**WORK ORDER**. Determine how many lines in the records include "renamed". Write the number and nothing more.

#### GIVEN DATA ####

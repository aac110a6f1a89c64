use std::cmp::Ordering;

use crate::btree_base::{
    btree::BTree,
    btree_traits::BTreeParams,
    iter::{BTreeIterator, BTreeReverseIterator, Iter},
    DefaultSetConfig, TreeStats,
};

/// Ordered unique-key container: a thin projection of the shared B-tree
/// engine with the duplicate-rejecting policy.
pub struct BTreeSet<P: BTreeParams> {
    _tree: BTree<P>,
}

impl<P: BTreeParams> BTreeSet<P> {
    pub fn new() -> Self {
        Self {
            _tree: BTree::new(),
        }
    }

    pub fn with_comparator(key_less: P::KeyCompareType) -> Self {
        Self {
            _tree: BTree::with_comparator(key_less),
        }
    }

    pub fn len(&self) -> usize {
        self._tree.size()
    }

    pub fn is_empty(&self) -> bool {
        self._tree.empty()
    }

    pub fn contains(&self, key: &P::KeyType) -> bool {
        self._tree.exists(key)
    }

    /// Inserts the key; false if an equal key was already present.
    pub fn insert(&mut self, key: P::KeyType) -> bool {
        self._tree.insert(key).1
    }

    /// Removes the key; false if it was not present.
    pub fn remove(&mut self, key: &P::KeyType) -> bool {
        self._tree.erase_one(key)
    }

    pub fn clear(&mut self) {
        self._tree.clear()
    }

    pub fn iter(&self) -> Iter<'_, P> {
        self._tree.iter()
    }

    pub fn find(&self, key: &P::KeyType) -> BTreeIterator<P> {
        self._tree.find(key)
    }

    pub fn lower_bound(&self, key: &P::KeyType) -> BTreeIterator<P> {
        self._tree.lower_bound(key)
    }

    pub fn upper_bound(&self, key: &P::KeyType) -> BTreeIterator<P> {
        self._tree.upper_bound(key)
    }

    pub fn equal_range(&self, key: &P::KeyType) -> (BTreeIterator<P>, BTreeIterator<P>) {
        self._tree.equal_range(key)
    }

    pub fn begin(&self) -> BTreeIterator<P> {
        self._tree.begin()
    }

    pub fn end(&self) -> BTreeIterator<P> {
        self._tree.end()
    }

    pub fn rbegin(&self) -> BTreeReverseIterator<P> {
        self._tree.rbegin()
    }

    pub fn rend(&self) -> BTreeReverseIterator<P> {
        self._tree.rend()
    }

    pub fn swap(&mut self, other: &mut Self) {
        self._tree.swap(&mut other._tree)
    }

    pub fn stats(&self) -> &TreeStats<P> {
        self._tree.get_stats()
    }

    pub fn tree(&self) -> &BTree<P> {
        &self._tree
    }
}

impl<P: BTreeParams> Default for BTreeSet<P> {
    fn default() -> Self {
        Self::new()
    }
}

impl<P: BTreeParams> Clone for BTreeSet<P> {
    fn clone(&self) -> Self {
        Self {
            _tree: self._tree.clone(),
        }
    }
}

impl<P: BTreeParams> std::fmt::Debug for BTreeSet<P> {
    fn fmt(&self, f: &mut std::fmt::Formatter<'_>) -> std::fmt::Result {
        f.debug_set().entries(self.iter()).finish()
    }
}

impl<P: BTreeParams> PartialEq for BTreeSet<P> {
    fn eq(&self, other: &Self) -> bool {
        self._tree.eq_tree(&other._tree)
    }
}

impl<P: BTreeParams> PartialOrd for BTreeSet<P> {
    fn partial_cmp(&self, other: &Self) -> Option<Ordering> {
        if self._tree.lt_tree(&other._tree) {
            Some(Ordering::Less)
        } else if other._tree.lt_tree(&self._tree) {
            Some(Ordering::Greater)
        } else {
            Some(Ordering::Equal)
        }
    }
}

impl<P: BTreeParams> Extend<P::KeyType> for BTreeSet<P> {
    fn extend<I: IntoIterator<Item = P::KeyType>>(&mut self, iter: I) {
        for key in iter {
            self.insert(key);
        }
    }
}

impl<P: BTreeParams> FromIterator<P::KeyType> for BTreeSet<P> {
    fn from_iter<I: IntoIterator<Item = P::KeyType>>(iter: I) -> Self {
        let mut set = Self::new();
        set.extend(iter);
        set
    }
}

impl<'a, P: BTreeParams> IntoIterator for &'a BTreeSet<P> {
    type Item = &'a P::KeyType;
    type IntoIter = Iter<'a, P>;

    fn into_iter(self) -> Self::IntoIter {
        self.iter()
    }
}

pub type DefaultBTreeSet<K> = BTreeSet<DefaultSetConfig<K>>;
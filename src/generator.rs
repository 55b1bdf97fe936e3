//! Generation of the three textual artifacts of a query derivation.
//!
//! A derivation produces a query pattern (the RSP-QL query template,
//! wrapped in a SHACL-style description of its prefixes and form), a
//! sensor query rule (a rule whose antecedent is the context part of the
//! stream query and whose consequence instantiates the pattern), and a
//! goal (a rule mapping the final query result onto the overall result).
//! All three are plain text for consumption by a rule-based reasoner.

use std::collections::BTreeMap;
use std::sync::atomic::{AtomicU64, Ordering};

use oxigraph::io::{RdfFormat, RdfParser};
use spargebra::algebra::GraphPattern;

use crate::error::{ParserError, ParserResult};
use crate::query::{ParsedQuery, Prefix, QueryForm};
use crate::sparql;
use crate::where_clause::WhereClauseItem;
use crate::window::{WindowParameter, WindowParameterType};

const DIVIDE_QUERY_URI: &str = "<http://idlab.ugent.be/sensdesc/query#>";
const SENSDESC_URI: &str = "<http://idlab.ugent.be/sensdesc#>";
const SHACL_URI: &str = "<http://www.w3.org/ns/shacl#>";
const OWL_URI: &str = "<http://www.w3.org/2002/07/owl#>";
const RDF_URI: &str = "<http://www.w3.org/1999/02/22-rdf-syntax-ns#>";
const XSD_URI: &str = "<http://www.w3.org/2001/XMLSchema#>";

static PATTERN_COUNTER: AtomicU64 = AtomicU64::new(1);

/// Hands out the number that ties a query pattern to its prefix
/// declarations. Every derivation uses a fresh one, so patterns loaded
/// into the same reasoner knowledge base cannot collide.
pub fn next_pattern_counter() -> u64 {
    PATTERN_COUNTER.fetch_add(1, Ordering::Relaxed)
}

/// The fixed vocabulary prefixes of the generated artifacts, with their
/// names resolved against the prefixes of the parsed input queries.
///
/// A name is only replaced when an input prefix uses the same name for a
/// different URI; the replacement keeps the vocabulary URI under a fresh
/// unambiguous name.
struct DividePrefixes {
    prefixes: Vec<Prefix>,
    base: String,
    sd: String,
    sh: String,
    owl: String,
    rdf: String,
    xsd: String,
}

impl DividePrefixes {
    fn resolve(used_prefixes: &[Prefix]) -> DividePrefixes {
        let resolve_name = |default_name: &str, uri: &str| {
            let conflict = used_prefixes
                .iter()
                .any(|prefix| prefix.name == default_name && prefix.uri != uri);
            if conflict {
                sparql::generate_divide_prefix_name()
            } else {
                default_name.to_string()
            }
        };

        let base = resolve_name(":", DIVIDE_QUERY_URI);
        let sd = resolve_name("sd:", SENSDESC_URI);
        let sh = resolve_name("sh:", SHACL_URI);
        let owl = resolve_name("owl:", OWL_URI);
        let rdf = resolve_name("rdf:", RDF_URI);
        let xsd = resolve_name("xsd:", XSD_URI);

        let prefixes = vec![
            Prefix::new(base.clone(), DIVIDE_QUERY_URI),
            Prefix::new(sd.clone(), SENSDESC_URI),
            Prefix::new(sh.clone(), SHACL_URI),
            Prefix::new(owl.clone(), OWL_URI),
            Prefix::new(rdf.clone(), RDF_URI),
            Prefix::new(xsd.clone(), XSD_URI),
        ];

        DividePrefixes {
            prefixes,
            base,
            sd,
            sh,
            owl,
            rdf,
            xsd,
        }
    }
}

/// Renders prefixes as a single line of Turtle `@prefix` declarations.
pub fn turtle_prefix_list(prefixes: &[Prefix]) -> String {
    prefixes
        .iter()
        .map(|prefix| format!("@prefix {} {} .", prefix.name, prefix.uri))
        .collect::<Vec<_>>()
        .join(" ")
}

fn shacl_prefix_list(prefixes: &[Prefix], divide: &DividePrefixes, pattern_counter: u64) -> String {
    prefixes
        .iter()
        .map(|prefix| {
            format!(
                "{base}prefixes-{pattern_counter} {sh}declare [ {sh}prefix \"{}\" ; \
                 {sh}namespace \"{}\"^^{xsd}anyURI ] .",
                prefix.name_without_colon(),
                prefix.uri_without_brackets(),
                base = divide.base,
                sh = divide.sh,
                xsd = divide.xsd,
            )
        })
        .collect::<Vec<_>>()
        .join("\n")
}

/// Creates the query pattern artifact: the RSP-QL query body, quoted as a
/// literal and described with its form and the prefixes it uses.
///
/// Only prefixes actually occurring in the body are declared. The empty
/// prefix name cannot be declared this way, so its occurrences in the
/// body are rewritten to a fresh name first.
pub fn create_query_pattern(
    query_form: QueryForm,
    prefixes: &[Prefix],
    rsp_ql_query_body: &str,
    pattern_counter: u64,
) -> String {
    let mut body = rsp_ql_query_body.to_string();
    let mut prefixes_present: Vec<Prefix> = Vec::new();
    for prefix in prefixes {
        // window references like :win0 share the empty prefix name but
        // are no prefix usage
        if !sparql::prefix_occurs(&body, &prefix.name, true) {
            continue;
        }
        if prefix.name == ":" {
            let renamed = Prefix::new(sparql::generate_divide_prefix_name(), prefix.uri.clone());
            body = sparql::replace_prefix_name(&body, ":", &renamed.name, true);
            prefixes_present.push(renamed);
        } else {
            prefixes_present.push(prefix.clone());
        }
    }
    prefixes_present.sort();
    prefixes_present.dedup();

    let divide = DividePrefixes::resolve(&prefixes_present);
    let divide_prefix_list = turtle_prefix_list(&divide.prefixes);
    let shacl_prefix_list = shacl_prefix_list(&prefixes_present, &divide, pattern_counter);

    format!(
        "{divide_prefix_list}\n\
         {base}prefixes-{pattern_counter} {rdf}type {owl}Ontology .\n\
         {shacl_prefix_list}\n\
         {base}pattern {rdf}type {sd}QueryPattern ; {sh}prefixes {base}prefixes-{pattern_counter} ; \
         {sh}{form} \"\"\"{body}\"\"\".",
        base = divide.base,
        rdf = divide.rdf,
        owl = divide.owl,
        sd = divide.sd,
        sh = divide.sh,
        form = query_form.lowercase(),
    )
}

####

**REPLY**. 3